「さてと、ちょっと落ち着いたところで改めて、僕は大国主命今の日本の原型を作ったものだ。」
「俺は長谷場クリストファー=純祟。人間を愛しすぎた男だよ。」
「よとしく純祟君。」
「早速で悪いんだが一ついいか?」
「ん?別に構わないけど?」
「なぜ俺なんかを?」
「んー君ってさ天皇ってどう言う家系か知ってる?そしてどう言う役目を担っているか。」
「すまん正直話が突飛すぎてついていけない」
「そこまで突飛な話じゃ無いよ。天皇家は天照大御神様の直系、つまりは現人神だ。そしてその役目は我らが主神、天照大御神様に日本の人々の日々の幸福、安全を願い祈る事。つまり、彼らは神でありながらにして巫女。そして、彼らは私欲、個人的な願いをする事は禁じられている。今回、君は世界を救った英雄であり、そして日本の血筋を引くものだった上に君の母君は我々の友人仏陀の徒で死ぬまでの間人として詰める徳を全て積んでいたそうだ。
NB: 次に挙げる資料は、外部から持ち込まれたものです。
//! Integration tests for development-mode resolution.
//!
//! These tests verify that:
//! - Folders are searched in order and the first match wins
//! - Edits on disk show up on the next resolution without a restart
//! - Nothing is cached
//! - Packaged resources are never consulted

use anyhow::Result;
use fragview::core::ViewError;
use fragview::test_utils::{ViewFixture, init_test_logging};
use serde_json::json;
use std::sync::Arc;

#[test]
fn test_first_folder_wins() -> Result<()> {
    init_test_logging(None);

    let mut fixture = ViewFixture::new()?;
    let d1 = fixture.add_dev_folder()?;
    let d2 = fixture.add_dev_folder()?;
    fixture.write_dev_view(d1, "patientHeader", "from d1")?;
    fixture.write_dev_view(d2, "patientHeader", "from d2")?;
    fixture.write_dev_view(d2, "visitList", "only in d2")?;
    let resolver = fixture.development_resolver()?;

    let header = resolver.resolve("patientHeader")?.expect("view should exist");
    let visits = resolver.resolve("visitList")?.expect("view should exist");

    assert_eq!(header.render(&json!({}))?, "from d1");
    assert_eq!(visits.render(&json!({}))?, "only in d2");
    assert!(resolver.resolve("doesNotExist")?.is_none());
    Ok(())
}

#[test]
fn test_edits_are_picked_up_without_restart() -> Result<()> {
    let mut fixture = ViewFixture::new()?;
    let dir = fixture.add_dev_folder()?;
    fixture.write_dev_view(dir, "patientHeader", "Hello {{ name }}")?;
    let resolver = fixture.development_resolver()?;

    let before = resolver.resolve("patientHeader")?.expect("view should exist");
    fixture.write_dev_view(dir, "patientHeader", "Goodbye {{ name }}")?;
    let after = resolver.resolve("patientHeader")?.expect("view should exist");

    let context = json!({ "name": "Amy" });
    assert_eq!(before.render(&context)?, "Hello Amy");
    assert_eq!(after.render(&context)?, "Goodbye Amy");
    Ok(())
}

#[test]
fn test_new_file_in_earlier_folder_takes_over() -> Result<()> {
    let mut fixture = ViewFixture::new()?;
    let d1 = fixture.add_dev_folder()?;
    let d2 = fixture.add_dev_folder()?;
    fixture.write_dev_view(d2, "banner", "fallback")?;
    let resolver = fixture.development_resolver()?;

    let first = resolver.resolve("banner")?.expect("view should exist");
    fixture.write_dev_view(d1, "banner", "override")?;
    let second = resolver.resolve("banner")?.expect("view should exist");

    assert_eq!(first.render(&json!({}))?, "fallback");
    assert_eq!(second.render(&json!({}))?, "override");
    Ok(())
}

#[test]
fn test_repeated_resolution_builds_new_instances() -> Result<()> {
    let mut fixture = ViewFixture::new()?;
    let dir = fixture.add_dev_folder()?;
    fixture.write_dev_view(dir, "banner", "{{ title }}")?;
    let resolver = fixture.development_resolver()?;

    let first = resolver.resolve("banner")?.expect("view should exist");
    let second = resolver.resolve("banner")?.expect("view should exist");

    assert!(!Arc::ptr_eq(&first, &second));
    let context = json!({ "title": "Vitals" });
    assert_eq!(first.render(&context)?, second.render(&context)?);
    assert_eq!(resolver.cache_stats().entries, 0);
    Ok(())
}

#[test]
fn test_packaged_resources_are_ignored() -> Result<()> {
    let mut fixture = ViewFixture::new()?;
    fixture.add_dev_folder()?;
    fixture.add_resource("patientHeader", "packaged")?;
    let config = fixture.development_config().with_resource_root(fixture.resource_root());
    let resolver = fragview::view::ViewResolver::new(config)?;

    assert!(resolver.is_development());
    assert!(resolver.resolve("patientHeader")?.is_none());
    Ok(())
}

#[test]
fn test_fixed_extension_only() -> Result<()> {
    let mut fixture = ViewFixture::new()?;
    let dir = fixture.add_dev_folder()?;
    std::fs::write(fixture.dev_folder(dir).join("patientHeader.html"), "wrong extension")?;
    std::fs::write(fixture.dev_folder(dir).join("patientHeader"), "no extension")?;
    let resolver = fixture.development_resolver()?;

    assert!(resolver.resolve("patientHeader")?.is_none());
    Ok(())
}

#[test]
fn test_missing_folder_is_skipped() -> Result<()> {
    let mut fixture = ViewFixture::new()?;
    let dir = fixture.add_dev_folder()?;
    fixture.write_dev_view(dir, "banner", "found")?;

    let mut folders = vec![fixture.resource_root().join("does-not-exist")];
    folders.extend(fixture.dev_folders());
    let config = fragview::config::ResolverConfig::default().with_development_folders(folders);
    let resolver = fragview::view::ViewResolver::new(config)?;

    let view = resolver.resolve("banner")?.expect("view should exist");
    assert_eq!(view.render(&json!({}))?, "found");
    Ok(())
}

#[test]
fn test_syntax_error_in_dev_file_is_fatal() -> Result<()> {
    let mut fixture = ViewFixture::new()?;
    let dir = fixture.add_dev_folder()?;
    fixture.write_dev_view(dir, "broken", "{% if %}")?;
    let resolver = fixture.development_resolver()?;

    let err = resolver.resolve("broken").unwrap_err();
    assert!(matches!(err, ViewError::Compile { .. }));
    assert_eq!(err.view_name(), Some("broken"));
    Ok(())
}

#[test]
#[cfg(unix)]
fn test_unreadable_dev_file_is_fatal() -> Result<()> {
    use std::os::unix::fs::PermissionsExt;

    let mut fixture = ViewFixture::new()?;
    let dir = fixture.add_dev_folder()?;
    let path = fixture.write_dev_view(dir, "locked", "secret")?;
    std::fs::set_permissions(&path, std::fs::Permissions::from_mode(0o000))?;

    // Running as root bypasses permission bits; nothing to test then.
    if std::fs::read_to_string(&path).is_ok() {
        return Ok(());
    }

    let resolver = fixture.development_resolver()?;
    let err = resolver.resolve("locked").unwrap_err();
    assert!(matches!(err, ViewError::SourceRead { .. }));
    assert!(err.is_resolution_failure());
    Ok(())
}
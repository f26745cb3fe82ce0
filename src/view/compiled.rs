//! Compiled view value type.

use serde::Serialize;
use std::fmt;

use crate::core::ViewError;
use crate::templating::{CompiledTemplate, TemplateError};

/// A view name paired with its compiled template.
///
/// Immutable once built. In production mode a single instance per name is
/// shared by every caller through an `Arc`.
pub struct CompiledView {
    name: String,
    template: Box<dyn CompiledTemplate>,
}

impl CompiledView {
    /// Wrap a compiled template.
    pub fn new(name: impl Into<String>, template: Box<dyn CompiledTemplate>) -> Self {
        Self {
            name: name.into(),
            template,
        }
    }

    /// The view name this template was resolved for.
    pub fn name(&self) -> &str {
        &self.name
    }

    /// Render with any serializable data context.
    ///
    /// The context must serialize to a map (a struct, `HashMap`, or JSON object).
    ///
    /// # Errors
    ///
    /// Returns [`ViewError::Render`] if the context cannot be serialized or
    /// the template fails to render against it.
    pub fn render<T: Serialize + ?Sized>(&self, data: &T) -> Result<String, ViewError> {
        let value = serde_json::to_value(data).map_err(|e| ViewError::Render {
            name: self.name.clone(),
            source: TemplateError::context(format!("failed to serialize render context: {}", e)),
        })?;
        self.render_value(&value)
    }

    /// Render with a JSON data context.
    ///
    /// # Errors
    ///
    /// Returns [`ViewError::Render`] if the template fails to render.
    pub fn render_value(&self, context: &serde_json::Value) -> Result<String, ViewError> {
        self.template.render(context).map_err(|source| ViewError::Render {
            name: self.name.clone(),
            source,
        })
    }
}

impl fmt::Debug for CompiledView {
    fn fmt(&self, f: &mut fmt::Formatter<'_>) -> fmt::Result {
        f.debug_struct("CompiledView")
            .field("name", &self.name)
            .field("template", &self.template)
            .finish()
    }
}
そこまでを考慮した結果今代の天皇の願いである君の救済を行う事にした。」
「救済といっても何をするんだ?元々からして人に救いを与える神話ではないだろう?」
「まぁね。だから選択肢は2つ。」
「それは?」
「一つ、高天原にご招待。絶世の美女に最高の料理と最高の酒でのおもてなし付き。」
「高天原には興味があるし、美女に惹かれるものがないわけでは無いが。生の多くを戦場で過ごした俺には恐れ多過ぎる。」
「ならもう一つ。旅をしてみないか?仏陀君所の3000世界みたいなものなんだけど、ありとあらゆる世界を巡って様々な時代を生きてみない?」
「そちらにするよ。そちらの方が性に合っている。」
「よかった。ならそう伝えないとね。それと僕たち日本神話、八百万の神、仏教から聖書以外の宗教を代表して贈り物がある。」
「いいのか?」
「いいんだよ。君はそこまでのことを成したんだ。世界を救う事はできないけど僕たちの信徒を救ってくれたお礼さ。受け取らないのは逆に無礼だぜ。」
「それは困るな。ならば、ありがたく頂戴しよう。」
「まぁ、全ては我らが主神の三柱に会ってからだね。」
「お礼もその時にするとしよう。」
「礼に礼などいらないよ。君は黙って受け取って笑顔でありがとうって言えばいい。それが一番の返礼さ。」
「そうか。ならば、そうするとしよう。笑顔を浮かべるのは久方ぶりだからぎこちなくても許してくれ。」
「大丈夫さ。今君が浮かべてる顔を今度は天照大御神様の前で浮かべるだけでいい。」
日本神話の社までの間俺は大国主と様々のことについて語り合った。